A famous spot for beach lovers and luxury seekers in search of Sao Tome’s remarkable combination of sand, sea, and sun on the Atlantic, the little town of Santana spills down to the coastline on the eastern edge of the island, emerging from the lanky palms of the jungle and the volcanic hills
It is known mainly for the commended Club Santana Resort, which offers bungalows and pretty cabanas just a stone’s throw from the golden sands of the Santana Beach.
You will have to go deep into the volcanic mountain ranges in the heart of Sao Tome island to find the aged colonial workshops and coffee-growing haciendas of Monte Cafe.
Once there, you will enjoy beautiful views of the palm-dotted highlands of the country, along with one praised coffee museum, chronicling the cultivation, sales, and history of the island’s major commerce.
Rolas Island: Sao Tome and Principe
Deteriorating in the Atlantic like the teardrop of Sao Tome, just a quick boat ride away from the south of the island, the dot on the map that is Rolas Island is famous for its sparkling white-sand beaches and paradisiacal veneer.
The sands are perpetually totally secluded, pouring down from the jungle-covered coast in a medley of boulder-speckled coves and long sections of sun-splashed ivory hues.
Trindade: Sao Tome and Principe
This small town sits high above the capital, atop the mounting ridges of the inland hills.
It is enclosed by the great swathes of coffee plantations and cacao growing fields (that make up the bigger Me-Zochi District.
However, it is the haunting and decrepit character of the old colonial illustrations that really strike visitors to the town – they stand like ghosts of a former age all along the pot-holed roads.
Boca de Inferno: Sao Tome and Principe
The inquisitive geological creations that jab out to meet the swells of the Atlantic on the eastern shore of Sao Tome find their summit with the strikingly named Boca de Inferno (that’s Hell’s Mouth in English). Visitors gather to this spot just a short drive south of the capital, to see as the salty whitecaps bang against the shore, and the currents draw water into an underground cave, all before they shoot sky-high like some marine geyser.

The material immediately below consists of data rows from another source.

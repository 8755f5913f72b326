pub mod config;
pub mod dataset;
pub mod graph;
pub mod louvain;
pub mod network;
pub mod pregel;

pub use dataset::Dataset;
pub use graph::{Edge, Graph, VertexId};
pub use louvain::{Louvain, LouvainConfig, LouvainOutcome};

Jale Beach: Sao Tome and Principe
For folk who flock to Sao Tome to see the rare marvel of turtles clambering over the beaches and laying their eggs, there is perhaps no better place than the arc of golden sand that is Jale Beach.
Curving its way around the curves of the southern coast, this bay is one of the top places to spot rare sea turtles during the breeding season.

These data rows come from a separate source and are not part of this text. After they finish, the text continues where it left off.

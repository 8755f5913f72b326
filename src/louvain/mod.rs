//! Louvain community detection as bulk-synchronous rounds over partitioned data.
//!
//! A run is a sequence of outer passes. Each pass builds vertex state from the current edge
//! list, runs a fixed number of local-moving rounds (exchange, decide, aggregate), folds the
//! resulting assignment into the [`CommunityHistory`] and coarsens the edge list by community
//! for the next pass. Passes stop once no vertex ends a pass outside its own community, or
//! when the pass budget runs out.

use crate::dataset::Dataset;
use crate::graph::{Edge, VertexId};
use log::{debug, info, log_enabled, Level};

pub mod aggregate;
pub mod coarsen;
pub mod decision;
pub mod exchange;
pub mod history;
pub mod modularity;
pub mod state;

pub use decision::{get_best_community, DecisionPolicy, OutsideWeight};
pub use history::CommunityHistory;

/// Community used when a vertex has no known mapping.
pub const MISSING_COMMUNITY: VertexId = 0;

/// How neighbor summaries travel within a round.
#[derive(Debug, Clone, Copy, PartialEq, Eq, Default)]
pub enum ExchangeStrategy {
    /// Explicit triplet joins and group-by-key.
    #[default]
    Join,
    /// A vertex program superstep.
    Pregel,
}

#[derive(Debug, Clone, PartialEq)]
pub struct LouvainConfig {
    /// Outer pass budget.
    pub max_passes: usize,
    /// Rounds per pass. Every pass runs exactly this many.
    pub max_iters: usize,
    /// Accepted for compatibility; rounds are never cut short by it.
    pub min_change: f64,
    pub strategy: ExchangeStrategy,
    pub policy: DecisionPolicy,
    pub seed: u64,
}

impl Default for LouvainConfig {
    fn default() -> Self {
        LouvainConfig {
            max_passes: 10,
            max_iters: 10,
            min_change: 0.0,
            strategy: ExchangeStrategy::Join,
            policy: DecisionPolicy::default(),
            seed: 42,
        }
    }
}

#[derive(Debug, Clone, PartialEq)]
pub struct PassSummary {
    pub pass: usize,
    pub vertices: usize,
    pub edges: usize,
    /// Vertices that ended the pass outside their own community.
    pub moved: usize,
    pub modularity: f64,
}

#[derive(Debug, Clone)]
pub struct LouvainOutcome {
    pub history: CommunityHistory,
    pub passes: Vec<PassSummary>,
    /// Edge list of the last coarsened graph.
    pub coarse_edges: Dataset<Edge>,
}

impl LouvainOutcome {
    pub fn assignment(&self) -> Option<&Dataset<(VertexId, VertexId)>> {
        self.history.assignment()
    }

    pub fn modularity(&self) -> Option<f64> {
        self.passes.last().map(|pass| pass.modularity)
    }
}

struct PassResult {
    assignment: Dataset<(VertexId, VertexId)>,
    edges: Dataset<Edge>,
    vertices: usize,
}

pub struct Louvain {
    config: LouvainConfig,
}

impl Louvain {
    pub fn new(config: LouvainConfig) -> Self {
        Louvain { config }
    }

    pub fn config(&self) -> &LouvainConfig {
        &self.config
    }

    pub fn run(&self, edges: &Dataset<Edge>) -> LouvainOutcome {
        info!(
            "louvain starting: {} edges in {} partitions, at most {} passes of {} rounds",
            edges.count(),
            edges.num_partitions(),
            self.config.max_passes,
            self.config.max_iters
        );
        debug!(
            "minimum modularity change {} is not applied",
            self.config.min_change
        );

        let mut history = CommunityHistory::new();
        let mut passes = Vec::new();
        let mut current = edges.clone();
        let mut previous_modularity: Option<f64> = None;

        for pass in 0..self.config.max_passes {
            let PassResult {
                assignment,
                edges: pass_edges,
                vertices,
            } = self.run_pass(pass, current);

            let moved = assignment.aggregate(
                0usize,
                |acc, (vertex, community)| acc + usize::from(vertex != community),
                |a, b| a + b,
            );
            history.update(&assignment);
            current = coarsen::coarsen(&pass_edges, &assignment);
            let edge_count = pass_edges.count();
            assignment.unpersist();
            pass_edges.unpersist();

            let modularity = history
                .assignment()
                .map_or(0.0, |assignment| modularity::modularity(edges, assignment));
            info!(
                "pass {}: {} vertices, {} edges, {} moved, modularity {:.6} (change {:+.6})",
                pass,
                vertices,
                edge_count,
                moved,
                modularity,
                modularity - previous_modularity.unwrap_or(0.0)
            );
            previous_modularity = Some(modularity);
            passes.push(PassSummary {
                pass,
                vertices,
                edges: edge_count,
                moved,
                modularity,
            });

            if moved == 0 {
                info!("louvain stabilized after {} passes", pass + 1);
                break;
            }
        }

        LouvainOutcome {
            history,
            passes,
            coarse_edges: current,
        }
    }

    fn run_pass(&self, pass: usize, edges: Dataset<Edge>) -> PassResult {
        let mut graph = state::initialize(edges);
        let total_degree = state::total_degree(&graph);

        for round in 0..self.config.max_iters {
            let ctx = decision::RoundContext::new(
                total_degree,
                self.config.policy,
                decision::DecisionStream::new(self.config.seed, pass, round),
            );
            let decided = match self.config.strategy {
                ExchangeStrategy::Join => exchange::join_round(&graph, &ctx),
                ExchangeStrategy::Pregel => exchange::pregel_round(&graph, &ctx),
            };
            let aggregated = aggregate::aggregate_communities(&decided);
            decided.unpersist();
            graph.replace_vertices(aggregated).unpersist();

            if log_enabled!(Level::Debug) {
                let communities = graph.vertices().map(|(_, record)| record.community).distinct();
                debug!(
                    "pass {} round {}: {} communities",
                    pass,
                    round,
                    communities.count()
                );
            }
        }

        let assignment = graph.vertices().map(|(id, record)| (*id, record.community));
        let vertices = graph.num_vertices();
        let (vertex_set, edges) = graph.into_parts();
        vertex_set.unpersist();
        PassResult {
            assignment,
            edges,
            vertices,
        }
    }
}

#[cfg(test)]
mod tests {
    use super::*;
    use approx::assert_relative_eq;
    use std::collections::{HashMap, HashSet};

    fn dataset(pairs: &[(VertexId, VertexId)], partitions: usize) -> Dataset<Edge> {
        Dataset::from_vec(pairs.iter().map(|&p| Edge::from(p)).collect(), partitions)
    }

    fn two_triangles() -> Dataset<Edge> {
        dataset(&[(1, 2), (2, 3), (3, 1), (4, 5), (5, 6), (6, 4)], 3)
    }

    fn groups(outcome: &LouvainOutcome) -> Vec<Vec<VertexId>> {
        let mut by_community: HashMap<VertexId, Vec<VertexId>> = HashMap::new();
        for (vertex, community) in outcome.assignment().unwrap().iter() {
            by_community.entry(*community).or_default().push(*vertex);
        }
        let mut groups: Vec<Vec<VertexId>> = by_community
            .into_values()
            .map(|mut members| {
                members.sort();
                members
            })
            .collect();
        groups.sort();
        groups
    }

    fn config(max_passes: usize, max_iters: usize, seed: u64) -> LouvainConfig {
        LouvainConfig {
            max_passes,
            max_iters,
            seed,
            ..LouvainConfig::default()
        }
    }

    #[test]
    fn test_zero_passes_accumulates_nothing() {
        let outcome = Louvain::new(config(0, 5, 1)).run(&two_triangles());
        assert!(outcome.history.is_empty());
        assert!(outcome.passes.is_empty());
        assert_eq!(outcome.modularity(), None);
    }

    #[test]
    fn test_zero_rounds_stops_after_one_pass() {
        let outcome = Louvain::new(config(5, 0, 1)).run(&two_triangles());
        assert_eq!(outcome.passes.len(), 1);
        assert_eq!(outcome.passes[0].moved, 0);
        assert_eq!(outcome.history.passes(), 1);
        for (vertex, community) in outcome.assignment().unwrap().iter() {
            assert_eq!(vertex, community);
        }
        assert_eq!(outcome.modularity(), Some(0.0));
    }

    #[test]
    fn test_never_evaluate_is_a_fixed_point() {
        let cfg = LouvainConfig {
            policy: DecisionPolicy::never_evaluate(),
            ..config(5, 5, 1)
        };
        let edges = two_triangles();
        let outcome = Louvain::new(cfg).run(&edges);
        assert_eq!(outcome.passes.len(), 1);
        let mut coarse = outcome.coarse_edges.into_vec();
        let mut original = edges.into_vec();
        coarse.sort();
        original.sort();
        assert_eq!(coarse, original);
    }

    #[test]
    fn test_terminates_within_pass_budget() {
        let pairs: Vec<(VertexId, VertexId)> = (0..60i64)
            .flat_map(|i| [(i, (i + 1) % 60), (i, (i * 13 + 5) % 60)])
            .collect();
        for max_passes in 0..4 {
            let outcome = Louvain::new(config(max_passes, 3, 11)).run(&dataset(&pairs, 4));
            assert!(outcome.passes.len() <= max_passes);
            assert_eq!(outcome.history.passes(), outcome.passes.len());
        }
    }

    #[test]
    fn test_communities_never_span_disconnected_triangles() {
        for seed in 0..16 {
            let outcome = Louvain::new(config(5, 5, seed)).run(&two_triangles());
            let assignment = outcome.assignment().unwrap().collect_as_map();
            assert_eq!(assignment.len(), 6);
            let left: HashSet<_> = [1, 2, 3].iter().map(|v| assignment[v]).collect();
            let right: HashSet<_> = [4, 5, 6].iter().map(|v| assignment[v]).collect();
            assert!(left.is_disjoint(&right), "seed {}", seed);
            assert!(outcome.passes.len() <= 5);
        }
    }

    #[test]
    fn test_two_triangles_converge_to_two_communities() {
        let expected = vec![vec![1, 2, 3], vec![4, 5, 6]];
        let mut converged = 0;
        for seed in 0..100u64 {
            let outcome = Louvain::new(config(10, 10, seed)).run(&two_triangles());
            // Every vertex has neighbors, so 60 skip draws would all have to hit.
            assert!(
                outcome.passes[0].moved > 0,
                "seed {} froze in the first pass",
                seed
            );
            if groups(&outcome) == expected {
                assert_relative_eq!(outcome.modularity().unwrap(), 0.5, epsilon = 1e-12);
                converged += 1;
            }
        }
        assert!(converged >= 90, "only {} of 100 seeds converged", converged);
    }

    #[test]
    fn test_same_seed_reproduces_run() {
        let first = Louvain::new(config(5, 5, 77)).run(&two_triangles());
        let second = Louvain::new(config(5, 5, 77)).run(&two_triangles());
        assert_eq!(groups(&first), groups(&second));
        assert_eq!(first.passes, second.passes);
    }

    #[test]
    fn test_join_and_pregel_strategies_agree() {
        let pairs: Vec<(VertexId, VertexId)> = (0..40i64)
            .flat_map(|i| [(i, (i + 1) % 40), (i, (i * 7 + 2) % 40), (i, i)])
            .collect();
        let join = LouvainConfig {
            strategy: ExchangeStrategy::Join,
            ..config(4, 4, 5)
        };
        let pregel = LouvainConfig {
            strategy: ExchangeStrategy::Pregel,
            ..join.clone()
        };
        let a = Louvain::new(join).run(&dataset(&pairs, 3));
        let b = Louvain::new(pregel).run(&dataset(&pairs, 3));
        assert_eq!(
            a.assignment().unwrap().collect_as_map(),
            b.assignment().unwrap().collect_as_map()
        );
        assert_eq!(a.passes, b.passes);
    }

    #[test]
    fn test_single_edge_single_round() {
        let outcome = Louvain::new(LouvainConfig {
            policy: DecisionPolicy::always_evaluate(),
            ..config(1, 1, 3)
        })
        .run(&dataset(&[(1, 2)], 1));
        let assignment = outcome.assignment().unwrap().collect_as_map();
        // Both endpoints evaluate simultaneously and swap communities.
        assert_eq!(assignment[&1], 2);
        assert_eq!(assignment[&2], 1);
        assert_eq!(outcome.passes[0].moved, 2);
    }
}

Santo Amaro: Sao Tome and Principe
Santo Amaro is slowly becoming adjoined with the growing suburbs of the capital at Sao Tome city, which sits just a little to the south-east. However, for now it remains separate; bathed in sleepy, lethargic vibes, and ticking over to a slow, island rhythm.
The center itself has just a bit of low-rise homes and tiny squares. There is the occasional ad hoc café, along with a charming church to see. What is more, Santo Amaro has easy access to the nearby area of Bela Vista – a part of the capital – and the runways of the archipelago’s only international airport.